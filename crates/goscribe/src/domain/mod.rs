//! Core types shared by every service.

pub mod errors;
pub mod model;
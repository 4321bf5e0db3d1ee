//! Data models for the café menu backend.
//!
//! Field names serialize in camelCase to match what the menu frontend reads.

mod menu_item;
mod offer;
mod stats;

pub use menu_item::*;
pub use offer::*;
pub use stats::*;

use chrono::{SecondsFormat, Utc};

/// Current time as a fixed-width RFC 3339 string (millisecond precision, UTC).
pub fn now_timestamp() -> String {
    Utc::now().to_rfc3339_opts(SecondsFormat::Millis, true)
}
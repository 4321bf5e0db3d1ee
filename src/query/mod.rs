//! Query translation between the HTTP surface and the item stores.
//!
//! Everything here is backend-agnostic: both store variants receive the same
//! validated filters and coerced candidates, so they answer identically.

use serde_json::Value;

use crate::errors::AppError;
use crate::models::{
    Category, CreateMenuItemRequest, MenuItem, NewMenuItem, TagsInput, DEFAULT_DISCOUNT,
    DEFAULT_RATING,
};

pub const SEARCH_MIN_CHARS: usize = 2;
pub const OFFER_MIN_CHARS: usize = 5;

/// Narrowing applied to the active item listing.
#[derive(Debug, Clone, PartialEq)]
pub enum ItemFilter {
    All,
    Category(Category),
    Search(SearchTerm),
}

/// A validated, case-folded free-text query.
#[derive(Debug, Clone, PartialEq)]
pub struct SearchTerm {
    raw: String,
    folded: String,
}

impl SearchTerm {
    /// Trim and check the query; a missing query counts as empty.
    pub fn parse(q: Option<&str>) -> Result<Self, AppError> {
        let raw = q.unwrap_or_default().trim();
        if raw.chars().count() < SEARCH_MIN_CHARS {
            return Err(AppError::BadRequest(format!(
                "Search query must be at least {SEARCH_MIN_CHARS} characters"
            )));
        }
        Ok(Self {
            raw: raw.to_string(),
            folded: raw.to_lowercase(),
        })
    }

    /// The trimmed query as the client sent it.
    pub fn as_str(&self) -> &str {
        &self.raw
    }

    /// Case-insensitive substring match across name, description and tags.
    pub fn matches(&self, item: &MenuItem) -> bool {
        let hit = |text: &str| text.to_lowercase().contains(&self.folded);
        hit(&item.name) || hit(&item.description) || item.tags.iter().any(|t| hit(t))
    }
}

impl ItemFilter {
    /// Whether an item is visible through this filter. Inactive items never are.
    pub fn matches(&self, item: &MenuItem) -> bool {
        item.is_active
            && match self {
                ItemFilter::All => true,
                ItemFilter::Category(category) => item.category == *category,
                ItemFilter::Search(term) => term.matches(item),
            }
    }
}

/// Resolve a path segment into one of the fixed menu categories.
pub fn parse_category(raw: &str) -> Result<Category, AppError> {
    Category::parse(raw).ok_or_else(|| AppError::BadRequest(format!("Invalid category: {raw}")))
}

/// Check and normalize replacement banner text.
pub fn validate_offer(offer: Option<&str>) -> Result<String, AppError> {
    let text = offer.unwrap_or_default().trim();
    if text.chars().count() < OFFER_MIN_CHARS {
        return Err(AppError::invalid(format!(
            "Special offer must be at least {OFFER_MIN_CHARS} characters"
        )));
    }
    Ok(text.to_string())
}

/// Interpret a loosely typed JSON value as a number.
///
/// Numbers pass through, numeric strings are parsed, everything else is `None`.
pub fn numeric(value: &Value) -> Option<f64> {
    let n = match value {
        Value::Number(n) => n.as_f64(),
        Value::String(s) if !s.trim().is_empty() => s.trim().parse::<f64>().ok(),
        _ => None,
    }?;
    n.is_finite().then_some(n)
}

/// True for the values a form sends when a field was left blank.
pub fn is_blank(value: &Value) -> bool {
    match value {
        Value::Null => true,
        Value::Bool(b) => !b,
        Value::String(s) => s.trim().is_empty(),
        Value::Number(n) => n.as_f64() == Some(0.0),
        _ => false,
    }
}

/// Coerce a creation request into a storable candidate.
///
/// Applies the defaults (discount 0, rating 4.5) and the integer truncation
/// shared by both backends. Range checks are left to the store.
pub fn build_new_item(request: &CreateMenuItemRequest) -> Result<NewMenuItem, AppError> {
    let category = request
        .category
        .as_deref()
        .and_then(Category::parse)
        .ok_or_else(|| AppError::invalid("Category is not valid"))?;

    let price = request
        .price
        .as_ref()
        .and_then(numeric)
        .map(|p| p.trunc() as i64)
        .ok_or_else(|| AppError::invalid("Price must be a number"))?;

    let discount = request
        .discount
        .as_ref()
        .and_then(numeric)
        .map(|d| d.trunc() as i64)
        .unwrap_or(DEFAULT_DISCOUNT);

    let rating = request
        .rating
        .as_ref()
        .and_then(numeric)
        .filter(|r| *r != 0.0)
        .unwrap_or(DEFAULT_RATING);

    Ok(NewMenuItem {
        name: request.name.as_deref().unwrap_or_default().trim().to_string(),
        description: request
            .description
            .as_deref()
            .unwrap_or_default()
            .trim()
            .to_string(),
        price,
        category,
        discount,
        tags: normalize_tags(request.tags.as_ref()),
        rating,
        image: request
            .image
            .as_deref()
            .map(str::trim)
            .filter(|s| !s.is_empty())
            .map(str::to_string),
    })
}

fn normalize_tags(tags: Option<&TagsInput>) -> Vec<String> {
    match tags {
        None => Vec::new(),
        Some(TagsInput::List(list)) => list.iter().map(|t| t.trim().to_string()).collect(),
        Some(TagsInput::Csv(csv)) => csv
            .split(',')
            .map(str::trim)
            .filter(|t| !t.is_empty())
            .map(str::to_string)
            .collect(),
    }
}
+++
## Aim of the task:
From the beginning of the listing above down to the line with "they answer identically.", every line should be restated exactly.

## Exercise response:
filename crates/goscribe/src/domain/mod.rs
//! Core types shared by every service.

pub mod errors;
pub mod model;
repository 4321bf5e0db3d1ee
//! Data models for the café menu backend.
//!
//! Field names serialize in camelCase to match what the menu frontend reads.

mod menu_item;
mod offer;
mod stats;

pub use menu_item::*;
pub use offer::*;
pub use stats::*;

use chrono::{SecondsFormat, Utc};

/// Current time as a fixed-width RFC 3339 string (millisecond precision, UTC).
pub fn now_timestamp() -> String {
    Utc::now().to_rfc3339_opts(SecondsFormat::Millis, true)
}
repository 4321bf5e0db3d1ee
filename src/query/mod.rs
//! Query translation between the HTTP surface and the item stores.
//!
//! Everything here is backend-agnostic: both store variants receive the same
//! validated filters and coerced candidates, so they answer identically.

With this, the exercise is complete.